DATA FOR THIS TASK Block Start

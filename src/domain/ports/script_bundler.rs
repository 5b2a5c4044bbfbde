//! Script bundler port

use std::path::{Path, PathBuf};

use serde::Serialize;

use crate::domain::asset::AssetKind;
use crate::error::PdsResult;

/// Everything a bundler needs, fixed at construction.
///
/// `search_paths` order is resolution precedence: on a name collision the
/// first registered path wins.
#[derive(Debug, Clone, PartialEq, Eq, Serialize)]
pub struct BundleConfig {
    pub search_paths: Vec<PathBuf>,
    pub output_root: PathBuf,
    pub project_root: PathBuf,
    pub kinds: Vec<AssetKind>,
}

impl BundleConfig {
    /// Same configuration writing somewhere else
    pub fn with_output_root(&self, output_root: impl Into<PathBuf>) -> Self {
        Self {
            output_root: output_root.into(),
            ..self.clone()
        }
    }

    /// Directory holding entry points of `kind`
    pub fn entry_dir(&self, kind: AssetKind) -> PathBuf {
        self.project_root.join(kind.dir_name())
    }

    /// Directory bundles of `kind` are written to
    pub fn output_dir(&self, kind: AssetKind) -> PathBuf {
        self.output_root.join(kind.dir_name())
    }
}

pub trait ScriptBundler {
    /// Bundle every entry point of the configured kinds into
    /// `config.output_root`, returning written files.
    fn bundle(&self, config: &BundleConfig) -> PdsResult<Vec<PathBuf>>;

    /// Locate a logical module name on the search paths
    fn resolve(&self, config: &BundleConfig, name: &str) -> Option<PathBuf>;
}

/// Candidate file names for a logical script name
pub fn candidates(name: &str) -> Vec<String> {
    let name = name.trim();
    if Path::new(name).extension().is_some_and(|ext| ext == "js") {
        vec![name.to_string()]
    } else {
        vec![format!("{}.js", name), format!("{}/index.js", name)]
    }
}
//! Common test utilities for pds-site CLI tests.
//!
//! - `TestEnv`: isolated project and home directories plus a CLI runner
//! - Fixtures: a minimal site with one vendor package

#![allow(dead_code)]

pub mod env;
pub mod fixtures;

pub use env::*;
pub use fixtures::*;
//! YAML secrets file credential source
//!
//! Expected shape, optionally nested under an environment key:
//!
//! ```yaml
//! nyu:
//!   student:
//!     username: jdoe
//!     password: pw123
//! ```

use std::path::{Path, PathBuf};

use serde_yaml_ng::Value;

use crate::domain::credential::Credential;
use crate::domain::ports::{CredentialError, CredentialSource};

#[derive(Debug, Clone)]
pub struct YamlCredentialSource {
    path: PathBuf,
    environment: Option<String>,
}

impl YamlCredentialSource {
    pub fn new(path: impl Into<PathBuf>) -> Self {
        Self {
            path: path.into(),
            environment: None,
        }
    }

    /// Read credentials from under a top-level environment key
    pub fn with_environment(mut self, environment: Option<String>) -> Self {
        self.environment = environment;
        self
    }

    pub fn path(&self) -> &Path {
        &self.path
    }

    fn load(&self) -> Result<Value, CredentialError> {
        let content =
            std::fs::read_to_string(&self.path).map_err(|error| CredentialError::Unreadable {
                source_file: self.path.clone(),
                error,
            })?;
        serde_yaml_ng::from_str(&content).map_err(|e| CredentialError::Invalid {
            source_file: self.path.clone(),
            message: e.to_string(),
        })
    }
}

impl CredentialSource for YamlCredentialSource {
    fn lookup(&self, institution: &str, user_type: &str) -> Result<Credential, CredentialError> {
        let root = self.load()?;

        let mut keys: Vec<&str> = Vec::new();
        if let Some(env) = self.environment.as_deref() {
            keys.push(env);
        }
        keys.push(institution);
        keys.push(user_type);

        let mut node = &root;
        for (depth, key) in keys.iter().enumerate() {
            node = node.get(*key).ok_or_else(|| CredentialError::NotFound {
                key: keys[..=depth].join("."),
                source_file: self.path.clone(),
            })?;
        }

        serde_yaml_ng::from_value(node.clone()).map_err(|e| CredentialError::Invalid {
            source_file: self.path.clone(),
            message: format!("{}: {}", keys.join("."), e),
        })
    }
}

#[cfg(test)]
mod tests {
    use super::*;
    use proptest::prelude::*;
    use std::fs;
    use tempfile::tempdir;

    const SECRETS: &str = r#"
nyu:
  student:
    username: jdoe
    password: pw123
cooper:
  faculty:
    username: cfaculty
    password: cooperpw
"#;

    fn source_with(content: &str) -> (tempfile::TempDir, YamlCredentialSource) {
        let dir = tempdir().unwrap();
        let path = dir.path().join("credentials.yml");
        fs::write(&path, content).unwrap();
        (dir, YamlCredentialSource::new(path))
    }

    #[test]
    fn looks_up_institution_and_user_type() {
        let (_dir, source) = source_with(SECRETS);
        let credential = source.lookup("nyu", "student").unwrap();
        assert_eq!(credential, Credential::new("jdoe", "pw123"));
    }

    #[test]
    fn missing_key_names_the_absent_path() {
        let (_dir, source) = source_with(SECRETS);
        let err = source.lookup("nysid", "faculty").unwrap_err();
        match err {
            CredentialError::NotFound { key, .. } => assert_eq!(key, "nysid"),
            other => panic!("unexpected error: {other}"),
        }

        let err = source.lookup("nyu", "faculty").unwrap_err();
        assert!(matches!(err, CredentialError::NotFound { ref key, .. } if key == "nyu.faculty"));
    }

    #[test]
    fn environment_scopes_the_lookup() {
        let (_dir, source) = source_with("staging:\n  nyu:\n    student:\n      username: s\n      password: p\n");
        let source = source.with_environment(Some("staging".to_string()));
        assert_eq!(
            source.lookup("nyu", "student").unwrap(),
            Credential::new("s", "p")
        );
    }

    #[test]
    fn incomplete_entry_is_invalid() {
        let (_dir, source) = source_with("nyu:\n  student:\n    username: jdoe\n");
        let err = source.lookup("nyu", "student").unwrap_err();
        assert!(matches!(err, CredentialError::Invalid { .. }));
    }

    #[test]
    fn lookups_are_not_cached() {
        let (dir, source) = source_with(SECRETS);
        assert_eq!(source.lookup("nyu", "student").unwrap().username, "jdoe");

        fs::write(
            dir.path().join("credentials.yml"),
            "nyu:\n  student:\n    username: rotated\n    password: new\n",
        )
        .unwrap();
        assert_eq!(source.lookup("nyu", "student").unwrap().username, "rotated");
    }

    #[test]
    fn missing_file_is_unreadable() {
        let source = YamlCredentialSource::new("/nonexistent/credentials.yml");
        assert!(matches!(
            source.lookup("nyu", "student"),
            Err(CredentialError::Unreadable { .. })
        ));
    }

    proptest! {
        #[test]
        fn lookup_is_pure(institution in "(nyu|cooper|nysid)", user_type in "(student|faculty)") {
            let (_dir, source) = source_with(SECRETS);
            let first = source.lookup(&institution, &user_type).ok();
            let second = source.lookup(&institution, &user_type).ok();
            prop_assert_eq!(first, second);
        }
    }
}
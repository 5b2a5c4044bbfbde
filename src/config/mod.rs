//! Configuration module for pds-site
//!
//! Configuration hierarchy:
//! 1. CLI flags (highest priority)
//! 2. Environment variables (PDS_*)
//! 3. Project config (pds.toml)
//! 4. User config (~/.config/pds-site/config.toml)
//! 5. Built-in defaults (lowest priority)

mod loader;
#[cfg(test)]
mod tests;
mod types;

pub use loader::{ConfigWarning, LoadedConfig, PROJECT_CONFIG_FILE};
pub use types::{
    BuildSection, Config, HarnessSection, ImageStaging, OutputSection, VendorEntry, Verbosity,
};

DATA FOR THIS TASK Block End

• **EXERCISE**: Recopy all of the records verbatim.

• **WRITTEN RESPONSE**:
filename src/domain/ports/script_bundler.rs
repository 5b2a5c4044bbfbde
//! Script bundler port

use std::path::{Path, PathBuf};

use serde::Serialize;

use crate::domain::asset::AssetKind;
use crate::error::PdsResult;

/// Everything a bundler needs, fixed at construction.
///
/// `search_paths` order is resolution precedence: on a name collision the
/// first registered path wins.
#[derive(Debug, Clone, PartialEq, Eq, Serialize)]
pub struct BundleConfig {
    pub search_paths: Vec<PathBuf>,
    pub output_root: PathBuf,
    pub project_root: PathBuf,
    pub kinds: Vec<AssetKind>,
}

impl BundleConfig {
    /// Same configuration writing somewhere else
    pub fn with_output_root(&self, output_root: impl Into<PathBuf>) -> Self {
        Self {
            output_root: output_root.into(),
            ..self.clone()
        }
    }

    /// Directory holding entry points of `kind`
    pub fn entry_dir(&self, kind: AssetKind) -> PathBuf {
        self.project_root.join(kind.dir_name())
    }

    /// Directory bundles of `kind` are written to
    pub fn output_dir(&self, kind: AssetKind) -> PathBuf {
        self.output_root.join(kind.dir_name())
    }
}

pub trait ScriptBundler {
    /// Bundle every entry point of the configured kinds into
    /// `config.output_root`, returning written files.
    fn bundle(&self, config: &BundleConfig) -> PdsResult<Vec<PathBuf>>;

    /// Locate a logical module name on the search paths
    fn resolve(&self, config: &BundleConfig, name: &str) -> Option<PathBuf>;
}

/// Candidate file names for a logical script name
pub fn candidates(name: &str) -> Vec<String> {
    let name = name.trim();
    if Path::new(name).extension().is_some_and(|ext| ext == "js") {
        vec![name.to_string()]
    } else {
        vec![format!("{}.js", name), format!("{}/index.js", name)]
    }
}
//! Common test utilities for pds-site CLI tests.
//!
//! - `TestEnv`: isolated project and home directories plus a CLI runner
//! - Fixtures: a minimal site with one vendor package

#![allow(dead_code)]

pub mod env;
pub mod fixtures;

pub use env::*;
pub use fixtures::*;
//! YAML secrets file credential source
//!
//! Expected shape, optionally nested under an environment key:
//!
//! ```yaml
//! nyu:
//!   student:
//!     username: jdoe
//!     password: pw123
//! ```

use std::path::{Path, PathBuf};

use serde_yaml_ng::Value;

use crate::domain::credential::Credential;
use crate::domain::ports::{CredentialError, CredentialSource};

#[derive(Debug, Clone)]
pub struct YamlCredentialSource {
    path: PathBuf,
    environment: Option<String>,
}

impl YamlCredentialSource {
    pub fn new(path: impl Into<PathBuf>) -> Self {
        Self {
            path: path.into(),
            environment: None,
        }
    }

    /// Read credentials from under a top-level environment key
    pub fn with_environment(mut self, environment: Option<String>) -> Self {
        self.environment = environment;
        self
    }

    pub fn path(&self) -> &Path {
        &self.path
    }

    fn load(&self) -> Result<Value, CredentialError> {
        let content =
            std::fs::read_to_string(&self.path).map_err(|error| CredentialError::Unreadable {
                source_file: self.path.clone(),
                error,
            })?;
        serde_yaml_ng::from_str(&content).map_err(|e| CredentialError::Invalid {
            source_file: self.path.clone(),
            message: e.to_string(),
        })
    }
}

impl CredentialSource for YamlCredentialSource {
    fn lookup(&self, institution: &str, user_type: &str) -> Result<Credential, CredentialError> {
        let root = self.load()?;

        let mut keys: Vec<&str> = Vec::new();
        if let Some(env) = self.environment.as_deref() {
            keys.push(env);
        }
        keys.push(institution);
        keys.push(user_type);

        let mut node = &root;
        for (depth, key) in keys.iter().enumerate() {
            node = node.get(*key).ok_or_else(|| CredentialError::NotFound {
                key: keys[..=depth].join("."),
                source_file: self.path.clone(),
            })?;
        }

        serde_yaml_ng::from_value(node.clone()).map_err(|e| CredentialError::Invalid {
            source_file: self.path.clone(),
            message: format!("{}: {}", keys.join("."), e),
        })
    }
}

#[cfg(test)]
mod tests {
    use super::*;
    use proptest::prelude::*;
    use std::fs;
    use tempfile::tempdir;

    const SECRETS: &str = r#"
nyu:
  student:
    username: jdoe
    password: pw123
cooper:
  faculty:
    username: cfaculty
    password: cooperpw
"#;

    fn source_with(content: &str) -> (tempfile::TempDir, YamlCredentialSource) {
        let dir = tempdir().unwrap();
        let path = dir.path().join("credentials.yml");
        fs::write(&path, content).unwrap();
        (dir, YamlCredentialSource::new(path))
    }

    #[test]
    fn looks_up_institution_and_user_type() {
        let (_dir, source) = source_with(SECRETS);
        let credential = source.lookup("nyu", "student").unwrap();
        assert_eq!(credential, Credential::new("jdoe", "pw123"));
    }

    #[test]
    fn missing_key_names_the_absent_path() {
        let (_dir, source) = source_with(SECRETS);
        let err = source.lookup("nysid", "faculty").unwrap_err();
        match err {
            CredentialError::NotFound { key, .. } => assert_eq!(key, "nysid"),
            other => panic!("unexpected error: {other}"),
        }

        let err = source.lookup("nyu", "faculty").unwrap_err();
        assert!(matches!(err, CredentialError::NotFound { ref key, .. } if key == "nyu.faculty"));
    }

    #[test]
    fn environment_scopes_the_lookup() {
        let (_dir, source) = source_with("staging:\n  nyu:\n    student:\n      username: s\n      password: p\n");
        let source = source.with_environment(Some("staging".to_string()));
        assert_eq!(
            source.lookup("nyu", "student").unwrap(),
            Credential::new("s", "p")
        );
    }

    #[test]
    fn incomplete_entry_is_invalid() {
        let (_dir, source) = source_with("nyu:\n  student:\n    username: jdoe\n");
        let err = source.lookup("nyu", "student").unwrap_err();
        assert!(matches!(err, CredentialError::Invalid { .. }));
    }

    #[test]
    fn lookups_are_not_cached() {
        let (dir, source) = source_with(SECRETS);
        assert_eq!(source.lookup("nyu", "student").unwrap().username, "jdoe");

        fs::write(
            dir.path().join("credentials.yml"),
            "nyu:\n  student:\n    username: rotated\n    password: new\n",
        )
        .unwrap();
        assert_eq!(source.lookup("nyu", "student").unwrap().username, "rotated");
    }

    #[test]
    fn missing_file_is_unreadable() {
        let source = YamlCredentialSource::new("/nonexistent/credentials.yml");
        assert!(matches!(
            source.lookup("nyu", "student"),
            Err(CredentialError::Unreadable { .. })
        ));
    }

    proptest! {
        #[test]
        fn lookup_is_pure(institution in "(nyu|cooper|nysid)", user_type in "(student|faculty)") {
            let (_dir, source) = source_with(SECRETS);
            let first = source.lookup(&institution, &user_type).ok();
            let second = source.lookup(&institution, &user_type).ok();
            prop_assert_eq!(first, second);
        }
    }
}
repository 5b2a5c4044bbfbde
filename src/config/mod.rs
//! Configuration module for pds-site
//!
//! Configuration hierarchy:
//! 1. CLI flags (highest priority)
//! 2. Environment variables (PDS_*)
//! 3. Project config (pds.toml)
//! 4. User config (~/.config/pds-site/config.toml)
//! 5. Built-in defaults (lowest priority)

mod loader;
#[cfg(test)]
mod tests;
mod types;

pub use loader::{ConfigWarning, LoadedConfig, PROJECT_CONFIG_FILE};
pub use types::{
    BuildSection, Config, HarnessSection, ImageStaging, OutputSection, VendorEntry, Verbosity,
};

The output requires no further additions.